+++ Recorded information +++
use std::f64::consts::{PI, TAU};

use glam::{Mat3, Mat4, Vec3};

use crate::config::RendererConfig;

/// Orbit angle in radians for a wall-clock time: `π * now_ms / half_turn_ms`.
///
/// The angle is wrapped into `[0, 2π)` in double precision before narrowing
/// so epoch-sized timestamps keep full resolution.
pub fn orbit_angle(now_ms: f64, half_turn_ms: f64) -> f32 {
    (PI * (now_ms / half_turn_ms)).rem_euclid(TAU) as f32
}

/// Camera circling the origin around the Y axis.
#[derive(Debug, Clone, PartialEq)]
pub struct OrbitCamera {
    projection: Mat4,
    eye: Vec3,
    target: Vec3,
    up: Vec3,
    half_turn_ms: f64,
    fov_y: f32,
    near: f32,
    far: f32,
}

impl OrbitCamera {
    pub fn new(config: &RendererConfig, aspect: f32) -> Self {
        let mut camera = Self {
            projection: Mat4::IDENTITY,
            eye: config.camera_eye,
            target: Vec3::ZERO,
            up: Vec3::Y,
            half_turn_ms: config.orbit_half_turn_ms,
            fov_y: config.camera_fov_y,
            near: config.camera_near,
            far: config.camera_far,
        };
        camera.set_aspect(aspect);
        camera
    }

    /// Rebuilds the projection after the surface changes shape.
    pub fn set_aspect(&mut self, aspect: f32) {
        self.projection = Mat4::perspective_rh(self.fov_y, aspect.max(0.01), self.near, self.far);
    }

    pub fn projection(&self) -> Mat4 {
        self.projection
    }

    pub fn eye_at(&self, angle: f32) -> Vec3 {
        Mat3::from_rotation_y(angle) * self.eye
    }

    pub fn view_proj_for_angle(&self, angle: f32) -> Mat4 {
        let view = Mat4::look_at_rh(self.eye_at(angle), self.target, self.up);
        self.projection * view
    }

    /// View-projection at wall-clock time `now_ms`.
    pub fn view_proj_at(&self, now_ms: f64) -> Mat4 {
        self.view_proj_for_angle(orbit_angle(now_ms, self.half_turn_ms))
    }
}

/// Directional light looking at the origin through an orthographic box.
#[derive(Debug, Clone, Copy, PartialEq)]
pub struct LightRig {
    pub position: Vec3,
    pub view_proj: Mat4,
}

impl LightRig {
    pub fn new(config: &RendererConfig) -> Self {
        let extent = config.light_extent;
        let projection = Mat4::orthographic_rh(
            -extent,
            extent,
            -extent,
            extent,
            config.light_near,
            config.light_far,
        );
        let view = Mat4::look_at_rh(config.light_position, Vec3::ZERO, Vec3::Y);
        Self {
            position: config.light_position,
            view_proj: projection * view,
        }
    }
}

/// Model transform placing the mesh in the world.
pub fn model_matrix(config: &RendererConfig) -> Mat4 {
    Mat4::from_translation(config.model_offset)
}

#[cfg(test)]
mod tests {
    use super::*;

    #[test]
    fn angle_follows_wall_clock() {
        assert_eq!(orbit_angle(0.0, 2000.0), 0.0);
        assert!((orbit_angle(1000.0, 2000.0) - std::f32::consts::FRAC_PI_2).abs() < 1e-6);
        assert!((orbit_angle(2000.0, 2000.0) - std::f32::consts::PI).abs() < 1e-6);
    }

    #[test]
    fn angle_wraps_each_full_turn() {
        let a = orbit_angle(500.0, 2000.0);
        let b = orbit_angle(4500.0, 2000.0);
        assert!((a - b).abs() < 1e-5);
    }

    #[test]
    fn same_time_same_view() {
        let camera = OrbitCamera::new(&RendererConfig::default(), 16.0 / 9.0);
        let t = 1_700_000_123_456.0;
        assert_eq!(camera.view_proj_at(t), camera.view_proj_at(t));
    }

    #[test]
    fn eye_keeps_orbit_radius() {
        let camera = OrbitCamera::new(&RendererConfig::default(), 1.0);
        for step in 0..8 {
            let eye = camera.eye_at(step as f32 * 0.7);
            assert!((eye.length() - 2.0).abs() < 1e-5);
            assert!(eye.y.abs() < 1e-6);
        }
        let quarter = camera.eye_at(std::f32::consts::FRAC_PI_2);
        assert!((quarter - Vec3::new(2.0, 0.0, 0.0)).length() < 1e-5);
    }

    #[test]
    fn light_projects_origin_inside_clip_volume() {
        let light = LightRig::new(&RendererConfig::default());
        let clip = light.view_proj * Vec3::ZERO.extend(1.0);
        assert!(clip.x.abs() < 1e-4 && clip.y.abs() < 1e-4);
        assert!((0.0..=1.0).contains(&clip.z));
    }

    #[test]
    fn model_is_offset_translation() {
        let model = model_matrix(&RendererConfig::default());
        assert_eq!(model.w_axis.truncate(), Vec3::new(0.0, -0.5, 0.0));
    }
}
+++
◆ Exercise details:
Give back the data above, repeating every record exactly.

◆ Exercise solution:
use std::f64::consts::{PI, TAU};

use glam::{Mat3, Mat4, Vec3};

use crate::config::RendererConfig;

/// Orbit angle in radians for a wall-clock time: `π * now_ms / half_turn_ms`.
///
/// The angle is wrapped into `[0, 2π)` in double precision before narrowing
/// so epoch-sized timestamps keep full resolution.
pub fn orbit_angle(now_ms: f64, half_turn_ms: f64) -> f32 {
    (PI * (now_ms / half_turn_ms)).rem_euclid(TAU) as f32
}

/// Camera circling the origin around the Y axis.
#[derive(Debug, Clone, PartialEq)]
pub struct OrbitCamera {
    projection: Mat4,
    eye: Vec3,
    target: Vec3,
    up: Vec3,
    half_turn_ms: f64,
    fov_y: f32,
    near: f32,
    far: f32,
}

impl OrbitCamera {
    pub fn new(config: &RendererConfig, aspect: f32) -> Self {
        let mut camera = Self {
            projection: Mat4::IDENTITY,
            eye: config.camera_eye,
            target: Vec3::ZERO,
            up: Vec3::Y,
            half_turn_ms: config.orbit_half_turn_ms,
            fov_y: config.camera_fov_y,
            near: config.camera_near,
            far: config.camera_far,
        };
        camera.set_aspect(aspect);
        camera
    }

    /// Rebuilds the projection after the surface changes shape.
    pub fn set_aspect(&mut self, aspect: f32) {
        self.projection = Mat4::perspective_rh(self.fov_y, aspect.max(0.01), self.near, self.far);
    }

    pub fn projection(&self) -> Mat4 {
        self.projection
    }

    pub fn eye_at(&self, angle: f32) -> Vec3 {
        Mat3::from_rotation_y(angle) * self.eye
    }

    pub fn view_proj_for_angle(&self, angle: f32) -> Mat4 {
        let view = Mat4::look_at_rh(self.eye_at(angle), self.target, self.up);
        self.projection * view
    }

    /// View-projection at wall-clock time `now_ms`.
    pub fn view_proj_at(&self, now_ms: f64) -> Mat4 {
        self.view_proj_for_angle(orbit_angle(now_ms, self.half_turn_ms))
    }
}

/// Directional light looking at the origin through an orthographic box.
#[derive(Debug, Clone, Copy, PartialEq)]
pub struct LightRig {
    pub position: Vec3,
    pub view_proj: Mat4,
}

impl LightRig {
    pub fn new(config: &RendererConfig) -> Self {
        let extent = config.light_extent;
        let projection = Mat4::orthographic_rh(
            -extent,
            extent,
            -extent,
            extent,
            config.light_near,
            config.light_far,
        );
        let view = Mat4::look_at_rh(config.light_position, Vec3::ZERO, Vec3::Y);
        Self {
            position: config.light_position,
            view_proj: projection * view,
        }
    }
}

/// Model transform placing the mesh in the world.
pub fn model_matrix(config: &RendererConfig) -> Mat4 {
    Mat4::from_translation(config.model_offset)
}

#[cfg(test)]
mod tests {
    use super::*;

    #[test]
    fn angle_follows_wall_clock() {
        assert_eq!(orbit_angle(0.0, 2000.0), 0.0);
        assert!((orbit_angle(1000.0, 2000.0) - std::f32::consts::FRAC_PI_2).abs() < 1e-6);
        assert!((orbit_angle(2000.0, 2000.0) - std::f32::consts::PI).abs() < 1e-6);
    }

    #[test]
    fn angle_wraps_each_full_turn() {
        let a = orbit_angle(500.0, 2000.0);
        let b = orbit_angle(4500.0, 2000.0);
        assert!((a - b).abs() < 1e-5);
    }

    #[test]
    fn same_time_same_view() {
        let camera = OrbitCamera::new(&RendererConfig::default(), 16.0 / 9.0);
        let t = 1_700_000_123_456.0;
        assert_eq!(camera.view_proj_at(t), camera.view_proj_at(t));
    }

    #[test]
    fn eye_keeps_orbit_radius() {
        let camera = OrbitCamera::new(&RendererConfig::default(), 1.0);
        for step in 0..8 {
            let eye = camera.eye_at(step as f32 * 0.7);
            assert!((eye.length() - 2.0).abs() < 1e-5);
            assert!(eye.y.abs() < 1e-6);
        }
        let quarter = camera.eye_at(std::f32::consts::FRAC_PI_2);
        assert!((quarter - Vec3::new(2.0, 0.0, 0.0)).length() < 1e-5);
    }

    #[test]
    fn light_projects_origin_inside_clip_volume() {
        let light = LightRig::new(&RendererConfig::default());
        let clip = light.view_proj * Vec3::ZERO.extend(1.0);
        assert!(clip.x.abs() < 1e-4 && clip.y.abs() < 1e-4);
        assert!((0.0..=1.0).contains(&clip.z));
    }

    #[test]
    fn model_is_offset_translation() {
        let model = model_matrix(&RendererConfig::default());
        assert_eq!(model.w_axis.truncate(), Vec3::new(0.0, -0.5, 0.0));
    }
}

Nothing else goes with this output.